**TASK PROMPT**
Only one stretch of the data below is wanted: the lines from the one with "filename src/clients/actor_client.rs" through the one with "pub trait ActorClient<T: ActorEntity>: Send", repeated exactly.

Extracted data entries
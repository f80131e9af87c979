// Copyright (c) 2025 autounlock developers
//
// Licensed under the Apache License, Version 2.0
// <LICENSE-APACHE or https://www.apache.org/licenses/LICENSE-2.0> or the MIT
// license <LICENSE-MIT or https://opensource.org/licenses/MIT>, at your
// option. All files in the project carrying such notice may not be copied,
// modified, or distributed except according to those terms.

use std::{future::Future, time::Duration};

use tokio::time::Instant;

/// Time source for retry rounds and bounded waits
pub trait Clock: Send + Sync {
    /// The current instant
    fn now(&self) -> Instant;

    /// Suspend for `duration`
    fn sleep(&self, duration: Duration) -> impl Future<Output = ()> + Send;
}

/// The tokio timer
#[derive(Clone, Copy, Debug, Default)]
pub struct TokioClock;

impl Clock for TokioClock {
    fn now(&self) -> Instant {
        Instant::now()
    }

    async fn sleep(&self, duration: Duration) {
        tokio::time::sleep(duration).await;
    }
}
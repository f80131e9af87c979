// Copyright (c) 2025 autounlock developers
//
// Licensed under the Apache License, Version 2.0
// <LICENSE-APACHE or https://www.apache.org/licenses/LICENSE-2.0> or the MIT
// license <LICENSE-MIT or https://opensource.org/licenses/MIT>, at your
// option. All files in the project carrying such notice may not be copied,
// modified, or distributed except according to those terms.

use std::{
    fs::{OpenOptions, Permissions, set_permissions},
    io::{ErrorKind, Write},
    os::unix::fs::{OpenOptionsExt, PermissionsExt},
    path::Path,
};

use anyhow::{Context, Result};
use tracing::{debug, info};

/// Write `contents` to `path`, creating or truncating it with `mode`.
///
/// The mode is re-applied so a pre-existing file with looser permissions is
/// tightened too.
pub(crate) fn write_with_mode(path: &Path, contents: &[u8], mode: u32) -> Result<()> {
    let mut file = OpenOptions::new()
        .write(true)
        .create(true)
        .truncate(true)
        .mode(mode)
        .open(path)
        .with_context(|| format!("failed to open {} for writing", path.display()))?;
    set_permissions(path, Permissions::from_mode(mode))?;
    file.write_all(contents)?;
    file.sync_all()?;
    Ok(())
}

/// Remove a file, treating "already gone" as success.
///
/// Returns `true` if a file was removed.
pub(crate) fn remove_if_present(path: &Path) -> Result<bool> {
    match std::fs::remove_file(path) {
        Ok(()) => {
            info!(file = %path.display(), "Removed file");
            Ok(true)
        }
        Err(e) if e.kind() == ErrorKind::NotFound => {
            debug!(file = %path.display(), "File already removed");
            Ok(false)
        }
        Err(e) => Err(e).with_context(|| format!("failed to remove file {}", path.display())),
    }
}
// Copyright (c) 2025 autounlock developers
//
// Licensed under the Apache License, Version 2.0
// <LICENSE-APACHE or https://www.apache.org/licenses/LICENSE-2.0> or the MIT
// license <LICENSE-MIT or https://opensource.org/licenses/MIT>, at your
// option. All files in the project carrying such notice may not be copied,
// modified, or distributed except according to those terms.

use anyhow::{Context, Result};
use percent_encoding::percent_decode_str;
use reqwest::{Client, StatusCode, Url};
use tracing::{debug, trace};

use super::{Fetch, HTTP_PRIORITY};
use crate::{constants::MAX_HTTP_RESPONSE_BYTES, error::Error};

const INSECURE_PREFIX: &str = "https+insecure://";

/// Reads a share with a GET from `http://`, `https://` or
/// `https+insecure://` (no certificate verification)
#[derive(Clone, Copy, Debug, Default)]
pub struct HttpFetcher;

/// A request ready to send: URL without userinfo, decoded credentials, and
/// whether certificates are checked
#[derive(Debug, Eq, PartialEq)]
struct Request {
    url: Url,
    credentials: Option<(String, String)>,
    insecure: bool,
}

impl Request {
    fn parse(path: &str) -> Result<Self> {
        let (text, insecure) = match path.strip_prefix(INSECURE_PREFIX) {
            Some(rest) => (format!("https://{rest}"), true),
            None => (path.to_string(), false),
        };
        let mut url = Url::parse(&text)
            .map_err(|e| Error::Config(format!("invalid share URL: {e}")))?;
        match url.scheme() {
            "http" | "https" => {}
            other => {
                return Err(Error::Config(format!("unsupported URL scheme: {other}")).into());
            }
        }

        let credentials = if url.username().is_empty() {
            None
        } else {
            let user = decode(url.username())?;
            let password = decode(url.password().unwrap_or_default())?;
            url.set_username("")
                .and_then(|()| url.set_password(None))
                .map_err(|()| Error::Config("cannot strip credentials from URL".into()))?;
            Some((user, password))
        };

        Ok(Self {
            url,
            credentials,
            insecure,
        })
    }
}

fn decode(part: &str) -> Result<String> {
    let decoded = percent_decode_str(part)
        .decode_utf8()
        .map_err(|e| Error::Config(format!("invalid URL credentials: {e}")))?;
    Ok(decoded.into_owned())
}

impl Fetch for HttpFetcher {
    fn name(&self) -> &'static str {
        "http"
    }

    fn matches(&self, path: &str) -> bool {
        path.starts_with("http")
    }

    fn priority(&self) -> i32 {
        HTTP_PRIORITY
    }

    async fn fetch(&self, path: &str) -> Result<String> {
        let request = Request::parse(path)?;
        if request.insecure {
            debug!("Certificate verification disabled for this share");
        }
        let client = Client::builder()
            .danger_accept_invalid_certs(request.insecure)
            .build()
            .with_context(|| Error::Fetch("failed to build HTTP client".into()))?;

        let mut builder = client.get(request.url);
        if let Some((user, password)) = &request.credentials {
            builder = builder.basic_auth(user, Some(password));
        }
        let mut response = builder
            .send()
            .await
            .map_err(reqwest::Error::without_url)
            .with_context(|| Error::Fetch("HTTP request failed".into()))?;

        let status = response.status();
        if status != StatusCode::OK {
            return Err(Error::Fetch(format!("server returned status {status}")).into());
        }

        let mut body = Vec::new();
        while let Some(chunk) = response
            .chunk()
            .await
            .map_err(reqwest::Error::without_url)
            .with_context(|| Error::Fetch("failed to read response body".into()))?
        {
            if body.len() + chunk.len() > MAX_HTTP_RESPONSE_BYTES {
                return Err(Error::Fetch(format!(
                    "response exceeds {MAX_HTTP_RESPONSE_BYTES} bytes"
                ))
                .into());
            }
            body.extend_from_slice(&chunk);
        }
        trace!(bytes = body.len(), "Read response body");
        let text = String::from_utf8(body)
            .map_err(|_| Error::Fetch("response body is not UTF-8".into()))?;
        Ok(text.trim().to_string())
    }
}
--
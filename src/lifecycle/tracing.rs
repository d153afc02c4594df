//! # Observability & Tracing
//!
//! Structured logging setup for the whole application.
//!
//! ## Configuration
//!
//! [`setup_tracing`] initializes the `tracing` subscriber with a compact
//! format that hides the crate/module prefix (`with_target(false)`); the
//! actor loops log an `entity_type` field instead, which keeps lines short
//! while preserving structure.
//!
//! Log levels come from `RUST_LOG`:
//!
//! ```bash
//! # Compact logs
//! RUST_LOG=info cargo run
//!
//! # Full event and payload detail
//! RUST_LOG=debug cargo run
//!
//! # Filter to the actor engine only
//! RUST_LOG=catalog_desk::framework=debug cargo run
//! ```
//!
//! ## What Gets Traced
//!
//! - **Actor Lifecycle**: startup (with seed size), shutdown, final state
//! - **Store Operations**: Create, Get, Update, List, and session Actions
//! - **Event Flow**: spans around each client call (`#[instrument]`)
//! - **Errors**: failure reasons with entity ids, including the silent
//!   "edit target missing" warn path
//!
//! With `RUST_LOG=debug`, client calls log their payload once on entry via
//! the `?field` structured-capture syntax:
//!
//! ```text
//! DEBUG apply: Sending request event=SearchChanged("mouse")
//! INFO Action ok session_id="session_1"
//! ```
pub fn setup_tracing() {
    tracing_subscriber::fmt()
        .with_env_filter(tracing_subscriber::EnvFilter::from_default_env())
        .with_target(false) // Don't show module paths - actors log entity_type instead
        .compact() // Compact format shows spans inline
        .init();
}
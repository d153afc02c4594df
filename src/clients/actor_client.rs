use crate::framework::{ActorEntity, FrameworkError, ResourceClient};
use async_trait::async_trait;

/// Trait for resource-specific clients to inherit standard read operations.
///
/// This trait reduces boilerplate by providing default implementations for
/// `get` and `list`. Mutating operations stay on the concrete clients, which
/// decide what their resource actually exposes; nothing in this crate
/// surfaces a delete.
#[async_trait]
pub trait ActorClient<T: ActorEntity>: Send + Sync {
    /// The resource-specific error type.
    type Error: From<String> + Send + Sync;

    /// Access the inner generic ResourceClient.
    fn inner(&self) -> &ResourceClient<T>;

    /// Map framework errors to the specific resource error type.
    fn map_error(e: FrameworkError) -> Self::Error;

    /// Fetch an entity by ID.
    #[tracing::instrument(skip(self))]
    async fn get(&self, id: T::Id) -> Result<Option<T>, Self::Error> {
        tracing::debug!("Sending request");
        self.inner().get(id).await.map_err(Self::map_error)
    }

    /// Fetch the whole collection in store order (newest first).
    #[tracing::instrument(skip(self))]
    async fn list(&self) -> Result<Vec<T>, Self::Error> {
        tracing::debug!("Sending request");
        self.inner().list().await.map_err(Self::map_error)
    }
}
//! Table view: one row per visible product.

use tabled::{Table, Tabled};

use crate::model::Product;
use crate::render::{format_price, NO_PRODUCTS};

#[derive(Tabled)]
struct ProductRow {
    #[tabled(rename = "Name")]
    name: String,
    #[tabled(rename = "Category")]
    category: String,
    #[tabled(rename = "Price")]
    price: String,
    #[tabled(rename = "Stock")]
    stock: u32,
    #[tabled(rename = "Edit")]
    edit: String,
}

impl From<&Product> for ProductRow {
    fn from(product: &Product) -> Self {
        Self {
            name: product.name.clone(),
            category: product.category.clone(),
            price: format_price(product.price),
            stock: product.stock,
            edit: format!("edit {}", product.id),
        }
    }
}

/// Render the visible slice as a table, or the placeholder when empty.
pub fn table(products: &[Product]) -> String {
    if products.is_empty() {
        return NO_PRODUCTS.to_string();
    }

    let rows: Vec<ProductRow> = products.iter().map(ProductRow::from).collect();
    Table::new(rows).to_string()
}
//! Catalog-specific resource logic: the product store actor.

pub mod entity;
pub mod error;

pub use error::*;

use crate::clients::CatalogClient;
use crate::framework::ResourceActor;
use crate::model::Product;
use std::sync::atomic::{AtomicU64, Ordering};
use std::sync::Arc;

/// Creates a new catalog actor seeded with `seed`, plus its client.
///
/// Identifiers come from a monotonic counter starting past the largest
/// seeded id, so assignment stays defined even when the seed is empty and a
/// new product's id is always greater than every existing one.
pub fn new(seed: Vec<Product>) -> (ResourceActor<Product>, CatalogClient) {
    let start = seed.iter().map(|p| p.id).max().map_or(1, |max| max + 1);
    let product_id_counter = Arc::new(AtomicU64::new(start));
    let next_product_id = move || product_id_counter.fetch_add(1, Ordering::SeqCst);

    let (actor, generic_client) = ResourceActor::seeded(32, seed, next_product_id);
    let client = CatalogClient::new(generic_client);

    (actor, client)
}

**RESULT OF THIS TASK**
filename src/clients/actor_client.rs
use crate::framework::{ActorEntity, FrameworkError, ResourceClient};
use async_trait::async_trait;

/// Trait for resource-specific clients to inherit standard read operations.
///
/// This trait reduces boilerplate by providing default implementations for
/// `get` and `list`. Mutating operations stay on the concrete clients, which
/// decide what their resource actually exposes; nothing in this crate
/// surfaces a delete.
#[async_trait]
pub trait ActorClient<T: ActorEntity>: Send + Sync {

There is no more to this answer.